The current V1 API now exposes this as a real preflight step, not only as an editor convention. POST /api/runs/preflight evaluates the saved workflow version against the selected workflow input bindings and frozen runtime snapshot. POST /api/runs reuses the same checks and rejects run creation when any blocking issue remains.

Run Lifecycle

When a user executes a workflow:

resolve workflow version
validate and snapshot all runtime-relevant inputs, including bound asset and dataset references
resolve plugin versions
freeze node config and code hooks
compile graph into a DAG
create WorkflowRun
create RunTask entries
enqueue ready tasks
collect outputs, logs, and task state
finalize run status and summary

The current preflight checks include:

workflow definition and version linkage
workflow input binding presence
bound asset existence and project match
bound dataset existence and project match
resolution of dataset bindings into runnable asset ids
resolved node definition existence
source and export edge direction rules
multi-input eligibility
executor-specific required config such as Docker image or HTTP URL
non-empty code hook source when a hook is present

Run State Model

WorkflowRun Status

pending
queued
running
success
failed
cancelled
partial_success

RunTask Status

pending
queued
running
success
failed
cancelled
skipped

partial_success is used for workflows where non-blocking nodes fail but the run still produces valid outputs.

Retry And Failure Policy

Each node instance may define:

retry count
retry backoff policy
fail-fast behavior
continue-on-error behavior
manual retry eligibility

V1 should support:

fail_fast
continue_on_error
retry_n_times
manual_retry

Cache Model

V1 should support node-level cache reuse.

Recommended cache key inputs:

workflow version
node id
upstream reference summary
config summary
code hook digest
plugin version
executor version

Cache hit behavior:

reuse output artifact refs
reuse output summaries
retain previous logs reference
mark task as cache-resolved in metadata

Execution Context

Each task receives a normalized execution context containing:

workspace id
project id
workflow run id
task id
actor id
bound asset ids
bound asset metadata summary, including display name, detected formats, top-level paths, and local source path when available
node config
code hook content
input references
storage context
temp working directory
runtime resource limits

This context must be available across Python, Docker, and HTTP executors.

Observability Requirements

Each task must emit:

status transitions
start time and finish time
duration
executor metadata
resource request metadata
stdout/stderr log stream
structured task summary
artifact refs

Current V1 Implementation Notes

The current codebase keeps the low-level contract tests in memory while the executable local runtime persists workflow state to MongoDB.
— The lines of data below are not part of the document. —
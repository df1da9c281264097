//! External advisory sources: the maintenance notice page and the
//! known-issues forum feed. Both degrade to a neutral value on any failure.

pub mod known_issues;
pub mod maintenance;

pub use known_issues::{check_known_issues, KnownIssues};
pub use maintenance::{check_maintenance, MaintenanceNotice};
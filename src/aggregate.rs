use crate::probe::latency::RegionMeasurement;
use crate::severity::{classify, worst, Severity, Thresholds};

/// Overall severity of a run.
///
/// The worst of the maintenance state, the classified average latency of
/// every region, and `info` when known issues were active in the last day.
/// Platform rows are reported alongside but do not contribute.
pub fn aggregate(
    maintenance: Severity,
    regions: &[RegionMeasurement],
    thresholds: &Thresholds,
    known_issues_24h: Option<usize>,
) -> Severity {
    let regional = regions.iter().map(|r| classify(r.stats.avg, thresholds));
    let known_issues = match known_issues_24h {
        Some(n) if n > 0 => Severity::Info,
        _ => Severity::Ok,
    };

    worst(std::iter::once(maintenance).chain(regional).chain(std::iter::once(known_issues)))
}

#[cfg(test)]
mod tests {
    use super::*;

    fn region(name: &str, samples: &[Option<f64>]) -> RegionMeasurement {
        RegionMeasurement::from_samples(name, samples)
    }

    #[test]
    fn test_all_healthy_is_ok() {
        let regions = [region("EU", &[Some(20.0)]), region("NA", &[Some(80.0)])];
        let t = Thresholds::default();
        assert_eq!(aggregate(Severity::Ok, &regions, &t, Some(0)), Severity::Ok);
        assert_eq!(aggregate(Severity::Ok, &regions, &t, None), Severity::Ok);
    }

    #[test]
    fn test_known_issues_raise_info() {
        let regions = [region("EU", &[Some(20.0)])];
        let t = Thresholds::default();
        assert_eq!(aggregate(Severity::Ok, &regions, &t, Some(3)), Severity::Info);
    }

    #[test]
    fn test_unreachable_region_dominates() {
        let regions = [region("EU", &[Some(450.0)]), region("ASIA", &[None, None])];
        let t = Thresholds::default();
        assert_eq!(
            aggregate(Severity::Warn, &regions, &t, Some(1)),
            Severity::Unknown
        );
    }

    #[test]
    fn test_maintenance_warn() {
        let regions = [region("EU", &[Some(250.0)])];
        let t = Thresholds::default();
        assert_eq!(aggregate(Severity::Warn, &regions, &t, None), Severity::Warn);
    }

    #[test]
    fn test_no_regions() {
        let t = Thresholds::default();
        assert_eq!(aggregate(Severity::Ok, &[], &t, None), Severity::Ok);
        assert_eq!(
            aggregate(Severity::Unknown, &[], &t, None),
            Severity::Unknown
        );
    }

    #[test]
    fn test_matches_worst_of_parts() {
        let t = Thresholds::default();
        let latencies = [None, Some(10.0), Some(250.0), Some(900.0)];
        for maintenance in Severity::ALL {
            for a in latencies {
                for b in latencies {
                    for ki in [None, Some(0), Some(2)] {
                        let regions = [region("EU", &[a]), region("NA", &[b])];
                        let expected = [
                            maintenance,
                            classify(a, &t),
                            classify(b, &t),
                            if ki.unwrap_or(0) > 0 {
                                Severity::Info
                            } else {
                                Severity::Ok
                            },
                        ]
                        .into_iter()
                        .max()
                        .unwrap_or(Severity::Ok);
                        assert_eq!(aggregate(maintenance, &regions, &t, ki), expected);
                    }
                }
            }
        }
    }
}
The persisted local runtime now covers:

workspace and project bootstrap
asset registration and probe reporting
workflow definition and immutable version snapshots
workflow runs and task creation with worker-consumable dependency snapshots
workflow run input bindings persisted on both runs and tasks
resolved asset ids and explicit dataset ids persisted separately on both runs and tasks
project-scoped run history queries from Mongo-backed workflow_runs
worker polling of queued tasks from Mongo-backed run_tasks
run-task status transitions from queued/pending to running/success/failed
downstream task promotion when upstream nodes succeed
artifact registration and producer lookup
task-level artifact creation by the worker runtime

The React workflow editor now loads the latest persisted version from the Mongo-backed API instead of rendering only a fixed starter graph. Draft edits are local editor state until the user saves, at which point the draft is serialized into a new workflow version document. Before a run is created, the editor loads project assets, requires one to be selected, and passes that binding to the API.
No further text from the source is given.